Why do these stories matter? Because the 1975 SEC regulation that gave birth to discount brokerages didn't suddenly come about - it was the result of lobbying and lawsuits. The 401K plan and the paragraph that underlies it (literally), as well as subsequent changes in pension laws get written because of deliberate support and lobbying by groups such as the American Benefits Council and the ERISA Industry Committee.

This is how laws get made, how markets get structured and - sometimes, as in the examples above, - how whole new industries (discount brokerages) or products (401k plans) happen. It is happening now with alternative energy - huge efforts are underway by everyone from electric car manufacturers to venture investors to the solar lobby to the coal (!) industry - to shape the regulations and incentives that will shape America's investments in alternative energy. These folks know that if you want to make a market first make the regulations.

So where are the advocates for socially responsible investing, new corporate structures, or mission-related investing in all this? They are active on the supply side - new products and investment vehicles and new structures or associations that foster social entrepreneurism are developing almost daily. This is wonderful. But what an irony that these folks, who the blue-blood portfolio managers of Wall Street often deride as a bunch of "underperforming shirkers of their fiduciary-responsibility" are trying to build a market without tax incentives, whereas "free market" activists hold nothing back when it comes to rewriting pension laws, estate tax precedent, and energy regulations that will benefit their pursuits.

When we think about the deployment of philanthropic capital and the creation of social capital markets, I recommend we take a page from the play book of those who have created widely successful financial products and markets before us. It is fabulous that more and more "blended value" product options and vendors are available to interested individuals and institutions. It is wonderful that new corporate structures such as the B Corporation are coming on line. These kinds of
disruptive innovations are great and they can build companies, they won't sustain whole industries or markets.

If we really want to catalyze a movement of investments and entities that promote and pursue sustainable values, products, and practices we need to do more than play as if there are free markets. We need to get smart - and active - about the structural regulations and incentives that can make these lofty goals viable, vibrant, market-changing mechanisms. In other words, we've got to think about tax incentives, structural supports, and regulations.

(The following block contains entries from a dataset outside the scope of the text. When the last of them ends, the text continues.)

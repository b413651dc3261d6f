// Path: crates/api/src/cartridge.rs

//! The cartridge plugin contract.
//!
//! A cartridge teaches the core how to resolve entities, enrich context,
//! score risk, and execute actions for one external service. Everything a
//! cartridge does may perform I/O; the orchestrator wraps every call in a
//! deadline and routes execution through the interceptor chain.

use async_trait::async_trait;
use serde_json::{Map, Value};
use switchboard_types::domain::{
    CartridgeManifest, EntityRef, EntityResolution, ExecuteResult, GuardrailConfig, HealthStatus,
    RiskInput,
};
use switchboard_types::error::CartridgeError;
use switchboard_types::time::TimestampMs;

/// Per-call context handed to every cartridge method.
#[derive(Debug, Clone)]
pub struct CartridgeContext {
    /// The envelope driving this call.
    pub envelope_id: String,
    /// The acting principal.
    pub principal_id: String,
    /// Organization scope, when present.
    pub organization_id: Option<String>,
    /// Correlation id for logs.
    pub trace_id: String,
    /// Absolute deadline for the call.
    pub deadline_at: TimestampMs,
    /// Enrichment accumulated earlier in the pipeline.
    pub enrichment: Map<String, Value>,
}

/// A domain plugin for one external service.
///
/// `resolve_entity` and `capture_snapshot` are optional capabilities; the
/// defaults pass references through untouched and decline snapshots.
#[async_trait]
pub trait Cartridge: Send + Sync {
    /// The cartridge's public contract.
    fn manifest(&self) -> CartridgeManifest;

    /// Called once at registration.
    async fn initialize(&self, ctx: &CartridgeContext) -> Result<(), CartridgeError> {
        let _ = ctx;
        Ok(())
    }

    /// Contributes domain context for policy evaluation. Keys land under
    /// `enrichment.*` in the evaluation context.
    async fn enrich_context(
        &self,
        action_type: &str,
        parameters: &Value,
        ctx: &CartridgeContext,
    ) -> Result<Map<String, Value>, CartridgeError> {
        let _ = (action_type, parameters, ctx);
        Ok(Map::new())
    }

    /// Scores the raw risk of one proposed action.
    async fn get_risk_input(
        &self,
        action_type: &str,
        parameters: &Value,
        ctx: &CartridgeContext,
    ) -> Result<RiskInput, CartridgeError>;

    /// Performs the side effect. Only called after policy allows and any
    /// required approval has been granted.
    async fn execute(
        &self,
        action_type: &str,
        parameters: &Value,
        ctx: &CartridgeContext,
    ) -> Result<ExecuteResult, CartridgeError>;

    /// The operational limits the core enforces for this cartridge.
    fn guardrails(&self) -> GuardrailConfig {
        GuardrailConfig::default()
    }

    /// Liveness and capability report.
    async fn health_check(&self) -> HealthStatus {
        HealthStatus::default()
    }

    /// Resolves an agent-supplied entity reference to a canonical id.
    async fn resolve_entity(&self, reference: &EntityRef) -> Result<EntityResolution, CartridgeError> {
        // Default: treat the reference as already canonical.
        Ok(EntityResolution::Resolved {
            entity_id: reference.reference.clone(),
            display_name: reference.reference.clone(),
            data: Value::Null,
        })
    }

    /// Reads back the current state of an entity, used by post-mutation
    /// verification. `None` means the cartridge cannot snapshot.
    async fn capture_snapshot(&self, entity_id: &str) -> Result<Option<Value>, CartridgeError> {
        let _ = entity_id;
        Ok(None)
    }
}
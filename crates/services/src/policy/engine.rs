// Path: crates/services/src/policy/engine.rs

//! The ordered multi-check policy evaluator.
//!
//! Checks are appended in a fixed order; any deny is terminal and no later
//! step runs. The engine is pure: every store read, cartridge call, and
//! spend sum happens before evaluation and arrives through [`EngineInput`].

use serde_json::{json, Value};
use switchboard_api::spend::SpendSnapshot;
use switchboard_types::config::SystemRiskPosture;
use switchboard_types::domain::{
    ActionProposal, ApprovalRequirement, CheckCode, CheckEffect, CompetenceRecord,
    CompositeRiskContext, DecisionCheck, DecisionTrace, FinalDecision, GuardrailConfig, Policy,
    PolicyEffect, RateLimitScope, ResolvedIdentity, RiskCategory, RiskInput,
};
use switchboard_types::id;
use switchboard_types::time::TimestampMs;

use super::risk::{adjust_composite, score, RiskScorerConfig};
use super::rules::evaluate_rule;
use crate::guardrail::GuardrailView;

/// Everything one evaluation needs, gathered by the orchestrator.
pub struct EngineInput<'a> {
    /// The proposal under evaluation.
    pub proposal: &'a ActionProposal,
    /// The cartridge owning the action type.
    pub cartridge_id: &'a str,
    /// Organization scope, when present.
    pub organization_id: Option<&'a str>,
    /// The composed governance identity.
    pub identity: &'a ResolvedIdentity,
    /// Active policies, already scope-filtered by the store.
    pub policies: &'a [Policy],
    /// The cartridge's declared guardrails.
    pub guardrails: &'a GuardrailConfig,
    /// Live guardrail counters.
    pub guardrail_view: &'a dyn GuardrailView,
    /// Cumulative spend captured before evaluation.
    pub spend: SpendSnapshot,
    /// The principal's competence record for this action type, when any.
    pub competence: Option<&'a CompetenceRecord>,
    /// The cartridge's risk assessment.
    pub risk_input: &'a RiskInput,
    /// Rolling behavior context for the composite adjustment.
    pub composite: &'a CompositeRiskContext,
    /// The envelope this action reverses or was delegated from, when any.
    pub parent_envelope_id: Option<&'a str>,
    /// The system-wide risk posture (already folded with the governance
    /// profile by the caller).
    pub posture: SystemRiskPosture,
    /// The flattened evaluation context for rule matching.
    pub eval_context: &'a Value,
    /// The evaluation instant.
    pub now: TimestampMs,
}
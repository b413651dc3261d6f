// Path: crates/services/src/policy/context.rs

//! Builds the flattened evaluation context rule conditions address.
//!
//! Sections: `action.*`, `parameters.*`, `risk.*` (the cartridge's raw
//! input; the computed score lands later in the trace), `principal.*`,
//! `enrichment.*`, `time.*`.

use serde_json::{json, Map, Value};
use switchboard_types::domain::{ActionProposal, Principal, RiskInput};
use switchboard_types::time::TimestampMs;

/// Incremental builder for the evaluation context.
#[derive(Debug, Default)]
pub struct EvalContextBuilder {
    root: Map<String, Value>,
}

impl EvalContextBuilder {
    /// Starts an empty context.
    pub fn new() -> Self {
        Self::default()
    }

    /// Adds the `action.*` and `parameters.*` sections.
    pub fn action(mut self, proposal: &ActionProposal, side_effect: bool) -> Self {
        self.root.insert(
            "action".into(),
            json!({
                "actionType": proposal.action_type,
                "sideEffect": side_effect,
                "confidence": proposal.confidence,
            }),
        );
        self.root
            .insert("parameters".into(), proposal.parameters.clone());
        self
    }

    /// Adds the `principal.*` section.
    pub fn principal(mut self, principal: &Principal) -> Self {
        self.root.insert(
            "principal".into(),
            json!({
                "id": principal.id,
                "type": principal.principal_type,
                "organizationId": principal.organization_id,
                "roles": principal.roles,
            }),
        );
        self
    }

    /// Adds the `risk.*` section from the cartridge's raw input.
    pub fn risk(mut self, input: &RiskInput) -> Self {
        self.root.insert(
            "risk".into(),
            json!({
                "baseRisk": input.base_risk,
                "dollarsAtRisk": input.exposure.dollars_at_risk,
                "blastRadius": input.exposure.blast_radius,
                "reversibility": input.reversibility,
            }),
        );
        self
    }

    /// Adds the `enrichment.*` section from cartridge context enrichment.
    pub fn enrichment(mut self, enrichment: &Map<String, Value>) -> Self {
        self.root
            .insert("enrichment".into(), Value::Object(enrichment.clone()));
        self
    }

    /// Adds the `time.*` section.
    pub fn time(mut self, now: TimestampMs) -> Self {
        let ms_of_day = now.rem_euclid(switchboard_types::time::DAY_MS);
        let hour = ms_of_day / 3_600_000;
        // Day 0 of the epoch was a Thursday.
        let day_of_week = (now.div_euclid(switchboard_types::time::DAY_MS) + 4).rem_euclid(7);
        self.root.insert(
            "time".into(),
            json!({
                "epochMs": now,
                "hour": hour,
                "dayOfWeek": day_of_week,
            }),
        );
        self
    }

    /// Finishes the context.
    pub fn build(self) -> Value {
        Value::Object(self.root)
    }
}

#[cfg(test)]
mod tests {
    use super::*;
    use serde_json::json;
    use switchboard_types::domain::PrincipalType;

    #[test]
    fn sections_land_under_expected_keys() {
        let proposal = ActionProposal {
            id: "prop_1".into(),
            action_type: "ads.campaign.pause".into(),
            parameters: json!({"campaignId": "camp_1"}),
            evidence: vec![],
            confidence: 0.9,
            originating_message_id: None,
        };
        let principal = Principal {
            id: "agent_1".into(),
            principal_type: PrincipalType::Agent,
            name: "Optimizer".into(),
            organization_id: Some("org_1".into()),
            roles: vec!["operator".into()],
        };
        let ctx = EvalContextBuilder::new()
            .action(&proposal, true)
            .principal(&principal)
            .time(1_700_000_000_000)
            .build();
        assert_eq!(ctx["action"]["actionType"], "ads.campaign.pause");
        assert_eq!(ctx["parameters"]["campaignId"], "camp_1");
        assert_eq!(ctx["principal"]["organizationId"], "org_1");
        assert!(ctx["time"]["hour"].as_i64().unwrap() < 24);
    }
}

These things ain't sexy. However, history shows that they are what matters when it comes to building and sustaining new markets, new industries, and new financial practices.


Pete said...

Great point. The idea you posted earlier about modifying the tax-exempt treatment of returns from non-aligned investing would be a good start. Also, as your examples suggest, investment firms looking to offer aligned investment products may become allies of such a push (strange bedfellows), and may offset or overwhelm opponents. A tax or reg change would have the secondary effect, too, of legitimizing the aligned investing approach, and hand foundation staff some leverage to use in their internal debates with board members. In this way the monetary value of the incentive might be less important, though it must be real, not simply symbolic.

Sean said...

Lucy, I completely agree with you. However, regulatory & tax action (either removing regulations, as with the Schwab example, or adding new regulations) is often like swinging a sledge hammer. It can get the job done, but it is hard to have the precise effects you want. I think your proposal to tax endowments if they aren't mission aligned, before a real market place of mission aligned investments exists, is too heavy handed and would have unintended consequences. But I would support regulatory or tax action to try and spur the development of mission aligned market places.